**What the task asks:** Report every line of the records that contains the word "Ordering".

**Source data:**
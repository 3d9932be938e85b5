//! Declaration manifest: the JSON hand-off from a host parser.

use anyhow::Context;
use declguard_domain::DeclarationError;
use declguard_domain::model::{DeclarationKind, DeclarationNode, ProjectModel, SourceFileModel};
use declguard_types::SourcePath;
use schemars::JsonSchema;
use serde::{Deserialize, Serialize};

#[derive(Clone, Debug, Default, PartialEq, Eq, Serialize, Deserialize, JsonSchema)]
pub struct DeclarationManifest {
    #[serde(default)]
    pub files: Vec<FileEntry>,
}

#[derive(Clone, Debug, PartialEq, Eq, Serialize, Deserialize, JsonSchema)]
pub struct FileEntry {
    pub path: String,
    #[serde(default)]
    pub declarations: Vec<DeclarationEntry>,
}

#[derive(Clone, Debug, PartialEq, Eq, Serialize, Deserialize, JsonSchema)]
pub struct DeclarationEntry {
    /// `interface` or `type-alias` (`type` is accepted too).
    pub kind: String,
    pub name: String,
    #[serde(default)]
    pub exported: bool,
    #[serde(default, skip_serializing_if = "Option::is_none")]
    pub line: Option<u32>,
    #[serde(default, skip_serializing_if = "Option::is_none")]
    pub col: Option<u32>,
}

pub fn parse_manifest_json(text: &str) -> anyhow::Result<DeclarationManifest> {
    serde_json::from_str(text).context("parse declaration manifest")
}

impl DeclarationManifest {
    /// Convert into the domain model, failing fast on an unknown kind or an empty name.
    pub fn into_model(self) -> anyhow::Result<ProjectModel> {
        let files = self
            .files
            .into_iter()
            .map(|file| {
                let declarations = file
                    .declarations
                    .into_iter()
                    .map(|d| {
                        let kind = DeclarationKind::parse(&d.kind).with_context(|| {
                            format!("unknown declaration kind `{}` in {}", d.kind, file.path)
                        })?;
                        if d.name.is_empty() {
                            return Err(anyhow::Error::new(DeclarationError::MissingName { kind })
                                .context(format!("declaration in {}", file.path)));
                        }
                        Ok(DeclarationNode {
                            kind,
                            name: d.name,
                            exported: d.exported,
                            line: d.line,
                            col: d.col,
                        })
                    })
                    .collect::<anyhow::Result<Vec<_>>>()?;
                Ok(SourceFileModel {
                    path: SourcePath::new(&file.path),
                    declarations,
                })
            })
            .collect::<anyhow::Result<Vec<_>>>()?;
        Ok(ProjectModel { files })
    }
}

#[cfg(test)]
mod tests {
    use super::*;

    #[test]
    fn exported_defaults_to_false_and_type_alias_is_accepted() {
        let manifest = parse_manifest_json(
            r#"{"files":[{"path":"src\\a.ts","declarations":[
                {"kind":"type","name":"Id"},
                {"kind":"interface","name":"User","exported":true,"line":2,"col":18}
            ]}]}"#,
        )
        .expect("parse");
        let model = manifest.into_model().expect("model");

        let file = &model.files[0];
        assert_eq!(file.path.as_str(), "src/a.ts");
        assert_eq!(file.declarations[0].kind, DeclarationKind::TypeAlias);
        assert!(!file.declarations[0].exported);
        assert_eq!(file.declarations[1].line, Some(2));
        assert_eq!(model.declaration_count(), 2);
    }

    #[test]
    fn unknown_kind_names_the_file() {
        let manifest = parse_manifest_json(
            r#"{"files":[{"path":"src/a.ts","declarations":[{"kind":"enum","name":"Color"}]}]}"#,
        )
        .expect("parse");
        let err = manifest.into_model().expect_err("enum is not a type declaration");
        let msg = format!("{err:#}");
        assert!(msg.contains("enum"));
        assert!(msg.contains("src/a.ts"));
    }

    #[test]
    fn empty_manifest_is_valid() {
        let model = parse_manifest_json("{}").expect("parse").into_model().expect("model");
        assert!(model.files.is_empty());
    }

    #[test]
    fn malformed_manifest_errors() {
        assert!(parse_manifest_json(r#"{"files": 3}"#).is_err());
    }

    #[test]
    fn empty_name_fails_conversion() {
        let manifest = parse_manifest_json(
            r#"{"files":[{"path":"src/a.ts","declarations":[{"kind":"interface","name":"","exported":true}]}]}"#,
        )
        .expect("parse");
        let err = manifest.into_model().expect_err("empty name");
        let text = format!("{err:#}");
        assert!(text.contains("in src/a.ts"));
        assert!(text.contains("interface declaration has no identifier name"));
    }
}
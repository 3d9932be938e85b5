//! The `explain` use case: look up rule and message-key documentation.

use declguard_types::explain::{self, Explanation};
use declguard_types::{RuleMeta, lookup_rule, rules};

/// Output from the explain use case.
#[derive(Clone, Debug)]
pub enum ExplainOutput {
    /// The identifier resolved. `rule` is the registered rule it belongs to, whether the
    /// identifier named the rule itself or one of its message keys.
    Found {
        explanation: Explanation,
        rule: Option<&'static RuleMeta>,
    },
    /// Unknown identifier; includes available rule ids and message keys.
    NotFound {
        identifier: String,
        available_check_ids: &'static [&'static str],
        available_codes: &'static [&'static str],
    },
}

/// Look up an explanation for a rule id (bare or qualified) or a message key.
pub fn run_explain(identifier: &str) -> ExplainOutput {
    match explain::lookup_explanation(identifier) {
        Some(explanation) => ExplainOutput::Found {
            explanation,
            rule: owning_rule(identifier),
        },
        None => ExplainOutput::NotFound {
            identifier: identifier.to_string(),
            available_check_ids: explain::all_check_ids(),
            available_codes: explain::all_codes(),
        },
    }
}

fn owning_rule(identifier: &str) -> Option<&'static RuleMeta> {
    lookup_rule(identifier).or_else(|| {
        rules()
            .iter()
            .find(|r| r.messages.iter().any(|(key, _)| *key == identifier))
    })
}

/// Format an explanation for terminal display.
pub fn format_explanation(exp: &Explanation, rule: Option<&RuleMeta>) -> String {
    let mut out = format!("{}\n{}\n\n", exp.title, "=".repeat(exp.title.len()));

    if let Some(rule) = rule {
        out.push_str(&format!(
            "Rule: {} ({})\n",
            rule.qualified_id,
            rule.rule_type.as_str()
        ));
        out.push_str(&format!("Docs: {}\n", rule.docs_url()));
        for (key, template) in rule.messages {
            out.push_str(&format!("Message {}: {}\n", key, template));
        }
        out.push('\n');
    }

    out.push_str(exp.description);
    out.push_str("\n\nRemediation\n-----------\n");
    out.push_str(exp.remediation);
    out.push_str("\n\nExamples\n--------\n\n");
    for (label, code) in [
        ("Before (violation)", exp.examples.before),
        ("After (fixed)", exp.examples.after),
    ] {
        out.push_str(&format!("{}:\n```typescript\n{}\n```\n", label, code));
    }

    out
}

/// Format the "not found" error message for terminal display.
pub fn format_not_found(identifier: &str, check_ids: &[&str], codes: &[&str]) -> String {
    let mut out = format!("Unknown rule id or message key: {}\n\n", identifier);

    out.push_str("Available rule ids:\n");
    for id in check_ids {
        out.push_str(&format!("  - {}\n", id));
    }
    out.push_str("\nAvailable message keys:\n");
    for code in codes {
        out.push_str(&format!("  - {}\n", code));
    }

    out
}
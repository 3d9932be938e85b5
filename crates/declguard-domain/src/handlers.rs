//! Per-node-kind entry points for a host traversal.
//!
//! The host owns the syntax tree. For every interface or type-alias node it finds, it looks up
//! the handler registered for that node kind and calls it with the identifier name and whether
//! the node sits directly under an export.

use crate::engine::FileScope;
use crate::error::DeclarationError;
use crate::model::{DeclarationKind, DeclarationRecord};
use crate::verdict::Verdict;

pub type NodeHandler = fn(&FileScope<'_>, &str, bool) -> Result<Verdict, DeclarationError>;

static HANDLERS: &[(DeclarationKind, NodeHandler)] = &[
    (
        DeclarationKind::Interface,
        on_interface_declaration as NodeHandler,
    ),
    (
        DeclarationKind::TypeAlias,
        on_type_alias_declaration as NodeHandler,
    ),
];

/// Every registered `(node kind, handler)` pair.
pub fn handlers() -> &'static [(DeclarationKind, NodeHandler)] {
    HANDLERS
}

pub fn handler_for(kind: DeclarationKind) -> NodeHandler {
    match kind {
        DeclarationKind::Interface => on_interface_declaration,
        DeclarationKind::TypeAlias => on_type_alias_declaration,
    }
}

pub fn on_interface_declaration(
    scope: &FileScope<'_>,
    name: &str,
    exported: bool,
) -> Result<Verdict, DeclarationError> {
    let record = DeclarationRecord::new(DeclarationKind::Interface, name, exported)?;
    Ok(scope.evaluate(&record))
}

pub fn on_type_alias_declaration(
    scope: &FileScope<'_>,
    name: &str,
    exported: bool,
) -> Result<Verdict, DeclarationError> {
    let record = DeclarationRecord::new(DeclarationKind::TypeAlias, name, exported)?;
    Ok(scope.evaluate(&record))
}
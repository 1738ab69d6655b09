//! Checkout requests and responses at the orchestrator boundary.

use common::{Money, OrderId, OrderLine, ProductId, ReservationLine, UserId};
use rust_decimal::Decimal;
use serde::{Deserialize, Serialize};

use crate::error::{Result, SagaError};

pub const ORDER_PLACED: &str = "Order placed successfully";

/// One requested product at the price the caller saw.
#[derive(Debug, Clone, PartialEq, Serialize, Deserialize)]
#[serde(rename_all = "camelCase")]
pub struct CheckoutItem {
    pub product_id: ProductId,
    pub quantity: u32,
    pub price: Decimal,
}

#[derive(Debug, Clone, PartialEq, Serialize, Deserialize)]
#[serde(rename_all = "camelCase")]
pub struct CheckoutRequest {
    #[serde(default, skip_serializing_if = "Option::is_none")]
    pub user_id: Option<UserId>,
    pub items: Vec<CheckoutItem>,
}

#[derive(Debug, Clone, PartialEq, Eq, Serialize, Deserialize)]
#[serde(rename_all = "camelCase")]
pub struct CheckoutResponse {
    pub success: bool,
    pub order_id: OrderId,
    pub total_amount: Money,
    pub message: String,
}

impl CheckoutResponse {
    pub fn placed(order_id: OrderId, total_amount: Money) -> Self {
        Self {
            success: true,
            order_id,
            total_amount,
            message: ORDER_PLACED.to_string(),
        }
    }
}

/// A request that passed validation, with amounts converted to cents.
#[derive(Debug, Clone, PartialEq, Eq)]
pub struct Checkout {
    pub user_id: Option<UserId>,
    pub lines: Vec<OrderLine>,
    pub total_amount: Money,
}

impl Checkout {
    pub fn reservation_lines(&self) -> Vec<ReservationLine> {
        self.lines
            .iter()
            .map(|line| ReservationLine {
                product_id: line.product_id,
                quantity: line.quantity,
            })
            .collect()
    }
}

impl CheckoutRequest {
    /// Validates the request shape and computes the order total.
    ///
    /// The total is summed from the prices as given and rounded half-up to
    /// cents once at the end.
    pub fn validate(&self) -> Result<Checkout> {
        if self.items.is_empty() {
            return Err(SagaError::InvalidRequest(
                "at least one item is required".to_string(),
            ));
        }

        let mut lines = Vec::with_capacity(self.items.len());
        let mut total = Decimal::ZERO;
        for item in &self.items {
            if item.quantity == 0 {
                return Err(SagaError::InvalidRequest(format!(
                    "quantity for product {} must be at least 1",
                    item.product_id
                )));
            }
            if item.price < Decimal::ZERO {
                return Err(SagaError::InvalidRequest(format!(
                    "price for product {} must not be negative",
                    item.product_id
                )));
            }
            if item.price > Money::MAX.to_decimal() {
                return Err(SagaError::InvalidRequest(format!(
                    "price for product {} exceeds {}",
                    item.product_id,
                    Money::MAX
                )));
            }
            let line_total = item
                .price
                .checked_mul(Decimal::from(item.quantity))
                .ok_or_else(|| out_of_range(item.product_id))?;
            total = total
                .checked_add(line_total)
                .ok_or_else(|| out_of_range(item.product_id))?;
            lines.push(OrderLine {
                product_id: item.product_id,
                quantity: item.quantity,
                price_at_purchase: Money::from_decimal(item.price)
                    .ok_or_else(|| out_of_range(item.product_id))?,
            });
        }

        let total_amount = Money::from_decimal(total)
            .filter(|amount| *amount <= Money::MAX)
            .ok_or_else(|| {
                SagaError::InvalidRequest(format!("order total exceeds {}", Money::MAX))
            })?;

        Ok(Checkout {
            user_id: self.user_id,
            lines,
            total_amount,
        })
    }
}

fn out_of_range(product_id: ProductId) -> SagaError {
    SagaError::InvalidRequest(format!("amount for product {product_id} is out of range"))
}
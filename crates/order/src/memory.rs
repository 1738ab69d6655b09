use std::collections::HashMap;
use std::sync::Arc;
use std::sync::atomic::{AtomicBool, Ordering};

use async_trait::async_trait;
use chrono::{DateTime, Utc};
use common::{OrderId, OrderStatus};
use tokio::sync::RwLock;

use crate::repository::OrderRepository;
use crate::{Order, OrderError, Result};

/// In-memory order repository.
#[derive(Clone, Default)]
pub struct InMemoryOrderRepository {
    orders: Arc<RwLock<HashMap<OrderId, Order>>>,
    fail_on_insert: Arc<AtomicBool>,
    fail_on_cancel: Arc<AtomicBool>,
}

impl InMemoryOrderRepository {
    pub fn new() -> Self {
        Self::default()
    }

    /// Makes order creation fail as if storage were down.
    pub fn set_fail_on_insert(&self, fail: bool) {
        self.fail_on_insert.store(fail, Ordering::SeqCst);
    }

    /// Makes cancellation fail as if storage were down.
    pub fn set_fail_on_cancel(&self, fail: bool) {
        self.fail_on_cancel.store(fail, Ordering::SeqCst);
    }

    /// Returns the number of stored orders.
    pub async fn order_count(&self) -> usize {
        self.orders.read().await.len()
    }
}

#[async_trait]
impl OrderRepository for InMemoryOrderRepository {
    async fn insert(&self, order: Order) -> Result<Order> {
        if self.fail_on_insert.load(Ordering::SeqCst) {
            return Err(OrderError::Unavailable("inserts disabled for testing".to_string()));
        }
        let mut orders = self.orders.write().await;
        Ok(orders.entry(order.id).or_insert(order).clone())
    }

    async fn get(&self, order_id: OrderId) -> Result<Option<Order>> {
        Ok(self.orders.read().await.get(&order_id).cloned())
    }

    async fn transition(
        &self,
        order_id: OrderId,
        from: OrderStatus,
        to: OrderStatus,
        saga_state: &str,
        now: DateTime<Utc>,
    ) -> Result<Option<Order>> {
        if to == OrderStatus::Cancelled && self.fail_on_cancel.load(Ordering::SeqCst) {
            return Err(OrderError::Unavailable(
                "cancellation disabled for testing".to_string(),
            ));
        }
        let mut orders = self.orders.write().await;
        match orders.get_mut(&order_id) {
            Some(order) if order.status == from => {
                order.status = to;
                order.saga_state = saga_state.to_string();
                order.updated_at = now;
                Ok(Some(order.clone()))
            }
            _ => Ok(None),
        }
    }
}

**Solution to this problem:**
use std::sync::atomic::{AtomicBool, Ordering};
        self.fail_on_insert.store(fail, Ordering::SeqCst);
        self.fail_on_cancel.store(fail, Ordering::SeqCst);
        if self.fail_on_insert.load(Ordering::SeqCst) {
        if to == OrderStatus::Cancelled && self.fail_on_cancel.load(Ordering::SeqCst) {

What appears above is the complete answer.